LLMs (Current-generation and UI/UX ones at least) will tell you all sorts of incorrect "facts" just because "these words go next to each other lots" with a great amount of gusto and implied authority.

3 comments

My mind is blown that someone gets so little value out of an LLM. I get over software engineering stumbling blocks much faster by interrogating an LLM's knowledge about the subject. How do you explain that added value? Are you skeptical that I am actually moving and producing things faster?
My mind is also blown by how much people seemingly get out of them.

Maybe they’re just orders of magnitude more useful at the beginning of a career, when it’s more important to digest and distill readily-available information than to come up with original solutions to edge cases or solve gnarly puzzles?

Maybe I also simply don’t write enough code anymore :)

I'm very far from the beginning of my career, but maybe I see a point in your comment, because I frequently try technologies that I am not an expert in.

Just yesterday, I asked if Typescript has the concept of a "late" type, similar to Dart, because I didn't want to annotate a type with "| null" when I knew it would be bound before it was used. Searching for info would have taken me much longer than asking the LLM, and the LLM was able to frame the answer from a Dart perspective.

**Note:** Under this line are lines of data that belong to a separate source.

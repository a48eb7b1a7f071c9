//! Settings Module
//! Chart layout, input files and output options, loadable from JSON.

use serde::{Deserialize, Serialize};
use serde_json::Value;
use std::fs;
use std::path::{Path, PathBuf};
use thiserror::Error;

#[derive(Error, Debug)]
pub enum ConfigError {
    #[error("Failed to read config {path}: {source}")]
    Io {
        path: PathBuf,
        #[source]
        source: std::io::Error,
    },
    #[error("Invalid config {path}: {source}")]
    Json {
        path: PathBuf,
        #[source]
        source: serde_json::Error,
    },
}

/// Output image format
#[derive(Debug, Clone, Copy, PartialEq, Eq, Default, Serialize, Deserialize)]
#[serde(rename_all = "lowercase")]
pub enum OutputFormat {
    #[default]
    Svg,
    Png,
}

impl OutputFormat {
    pub fn extension(self) -> &'static str {
        match self {
            OutputFormat::Svg => "svg",
            OutputFormat::Png => "png",
        }
    }
}

/// Interpolation used for the line chart path
#[derive(Debug, Clone, Copy, PartialEq, Eq, Default, Serialize, Deserialize)]
#[serde(rename_all = "lowercase")]
pub enum CurveKind {
    #[default]
    Natural,
    Linear,
}

/// Space between the outer edge of the image and the plotting frame.
#[derive(Debug, Clone, Copy, PartialEq, Serialize, Deserialize)]
pub struct Margin {
    pub top: u32,
    pub right: u32,
    pub bottom: u32,
    pub left: u32,
}

impl Margin {
    pub const fn new(top: u32, right: u32, bottom: u32, left: u32) -> Self {
        Self {
            top,
            right,
            bottom,
            left,
        }
    }
}

/// Layout shared by every chart.
#[derive(Debug, Clone, PartialEq, Serialize, Deserialize)]
pub struct ChartLayout {
    /// CSV file name, resolved against the data directory
    pub input: String,
    /// Id of the container element in the host document, also the output file stem
    pub container: String,
    pub width: u32,
    pub height: u32,
    pub margin: Margin,
    /// Band padding of the categorical x scale
    pub padding: f64,
    pub x_label: String,
    pub y_label: String,
    pub label_font_size: u32,
    /// Distance of the rotated y title from the left edge of the image
    pub y_label_offset: u32,
    /// Draw x tick labels vertically, for long category names
    pub rotate_tick_labels: bool,
}

impl ChartLayout {
    /// Inner frame width
    pub fn inner_width(&self) -> f64 {
        self.width
            .saturating_sub(self.margin.left.saturating_add(self.margin.right)) as f64
    }

    /// Inner frame height
    pub fn inner_height(&self) -> f64 {
        self.height
            .saturating_sub(self.margin.top.saturating_add(self.margin.bottom)) as f64
    }

    pub fn boxplot() -> Self {
        Self {
            input: "socialMedia.csv".into(),
            container: "boxplot".into(),
            width: 600,
            height: 400,
            margin: Margin::new(50, 30, 50, 50),
            padding: 0.4,
            x_label: "Platform".into(),
            y_label: "Number of Likes".into(),
            label_font_size: 16,
            y_label_offset: 15,
            rotate_tick_labels: false,
        }
    }

    pub fn barplot() -> Self {
        Self {
            input: "socialMediaAvg.csv".into(),
            container: "barplot".into(),
            width: 800,
            height: 500,
            margin: Margin::new(50, 200, 50, 70),
            padding: 0.2,
            x_label: "Platform".into(),
            y_label: "Average Likes".into(),
            label_font_size: 14,
            y_label_offset: 15,
            rotate_tick_labels: false,
        }
    }

    pub fn lineplot() -> Self {
        Self {
            input: "socialMediaTime.csv".into(),
            container: "lineplot".into(),
            width: 800,
            height: 570,
            margin: Margin::new(50, 50, 150, 80),
            padding: 0.1,
            x_label: "Date".into(),
            y_label: "Average Likes".into(),
            label_font_size: 16,
            y_label_offset: 20,
            rotate_tick_labels: true,
        }
    }
}

/// Grouped bar chart layout
#[derive(Debug, Clone, PartialEq, Serialize, Deserialize)]
pub struct BarLayout {
    #[serde(flatten)]
    pub chart: ChartLayout,
    /// Band padding of the post type scale inside each platform band
    pub group_padding: f64,
    /// Post type colours, CSS names or `#rrggbb`
    pub palette: Vec<String>,
}

impl Default for BarLayout {
    fn default() -> Self {
        Self {
            chart: ChartLayout::barplot(),
            group_padding: 0.05,
            palette: vec!["lightgreen".into(), "lightblue".into(), "lightcoral".into()],
        }
    }
}

/// Line chart layout
#[derive(Debug, Clone, PartialEq, Serialize, Deserialize)]
pub struct LineLayout {
    #[serde(flatten)]
    pub chart: ChartLayout,
    pub curve: CurveKind,
    pub stroke_width: u32,
}

impl Default for LineLayout {
    fn default() -> Self {
        Self {
            chart: ChartLayout::lineplot(),
            curve: CurveKind::Natural,
            stroke_width: 2,
        }
    }
}

/// Top-level settings
#[derive(Debug, Clone, PartialEq, Serialize, Deserialize)]
pub struct Settings {
    pub data_dir: PathBuf,
    pub output_dir: PathBuf,
    pub format: OutputFormat,
    /// Write `summary.json` with the boxplot quartiles
    pub write_summary: bool,
    pub boxplot: ChartLayout,
    pub barplot: BarLayout,
    pub lineplot: LineLayout,
}

impl Default for Settings {
    fn default() -> Self {
        Self {
            data_dir: PathBuf::from("."),
            output_dir: PathBuf::from("out"),
            format: OutputFormat::Svg,
            write_summary: true,
            boxplot: ChartLayout::boxplot(),
            barplot: BarLayout::default(),
            lineplot: LineLayout::default(),
        }
    }
}

impl Settings {
    /// Load settings from a JSON file. Missing fields keep their defaults.
    pub fn from_file(path: &Path) -> Result<Self, ConfigError> {
        let text = fs::read_to_string(path).map_err(|source| ConfigError::Io {
            path: path.to_path_buf(),
            source,
        })?;
        Self::from_json(&text).map_err(|source| ConfigError::Json {
            path: path.to_path_buf(),
            source,
        })
    }

    /// Overlay a (possibly partial) JSON document on the defaults.
    pub fn from_json(text: &str) -> Result<Self, serde_json::Error> {
        let overlay: Value = serde_json::from_str(text)?;
        let mut merged = serde_json::to_value(Self::default())?;
        merge_json(&mut merged, overlay);
        serde_json::from_value(merged)
    }

    pub fn input_path(&self, layout: &ChartLayout) -> PathBuf {
        self.data_dir.join(&layout.input)
    }

    pub fn output_path(&self, layout: &ChartLayout) -> PathBuf {
        self.output_dir
            .join(format!("{}.{}", layout.container, self.format.extension()))
    }
}

/// Recursively replace values in `base` with those present in `overlay`.
fn merge_json(base: &mut Value, overlay: Value) {
    match (base, overlay) {
        (Value::Object(base), Value::Object(overlay)) => {
            for (key, value) in overlay {
                match base.get_mut(&key) {
                    Some(slot) => merge_json(slot, value),
                    None => {
                        base.insert(key, value);
                    }
                }
            }
        }
        (slot, value) => *slot = value,
    }
}

#[cfg(test)]
mod tests {
    use super::*;

    #[test]
    fn test_defaults_match_chart_sizes() {
        let settings = Settings::default();
        assert_eq!(settings.boxplot.inner_width(), 520.0);
        assert_eq!(settings.boxplot.inner_height(), 300.0);
        assert_eq!(settings.barplot.chart.inner_width(), 530.0);
        assert_eq!(settings.lineplot.chart.inner_width(), 670.0);
        assert_eq!(settings.lineplot.chart.inner_height(), 370.0);
        assert!(settings.lineplot.chart.rotate_tick_labels);
        assert!(!settings.boxplot.rotate_tick_labels);
    }

    #[test]
    fn test_partial_json_keeps_defaults() {
        let json = r##"{
            "format": "png",
            "barplot": { "palette": ["#ff0000"], "width": 900 },
            "lineplot": { "curve": "linear" }
        }"##;
        let settings = Settings::from_json(json).unwrap();

        assert_eq!(settings.format, OutputFormat::Png);
        assert_eq!(settings.barplot.palette, vec!["#ff0000"]);
        assert_eq!(settings.barplot.chart.width, 900);
        assert_eq!(settings.barplot.chart.container, "barplot");
        assert_eq!(settings.lineplot.curve, CurveKind::Linear);
        assert_eq!(settings.boxplot, ChartLayout::boxplot());
    }

    #[test]
    fn test_oversized_margins_give_empty_frame() {
        let json = r#"{ "boxplot": { "margin": { "top": 4294967295, "right": 4294967295, "bottom": 10, "left": 10 } } }"#;
        let settings = Settings::from_json(json).unwrap();
        assert_eq!(settings.boxplot.inner_width(), 0.0);
        assert_eq!(settings.boxplot.inner_height(), 0.0);
    }

    #[test]
    fn test_unknown_format_is_rejected() {
        assert!(Settings::from_json(r#"{ "format": "gif" }"#).is_err());
    }

    #[test]
    fn test_output_path_uses_container_and_format() {
        let settings = Settings {
            output_dir: PathBuf::from("charts"),
            format: OutputFormat::Png,
            ..Settings::default()
        };
        assert_eq!(
            settings.output_path(&settings.boxplot),
            PathBuf::from("charts/boxplot.png")
        );
    }
}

I would say that that information neither "important to digest" nor "readily available."

Ah yes, gathering information in a particular unfamiliar area probably describes it better.

For me, it's been able to give very good answers when they were within the first few Google results when searched for using the proper terms (but the value is in giving you these terms in the first place!).

For questions from my field, it's been wildly hallucinating and producing half-truths, outdated information, or complete nonsense. Which is also fair, because the documentation where the answers could be found is often proprietary, and even then it's either outdated or outright wrong half of the time :)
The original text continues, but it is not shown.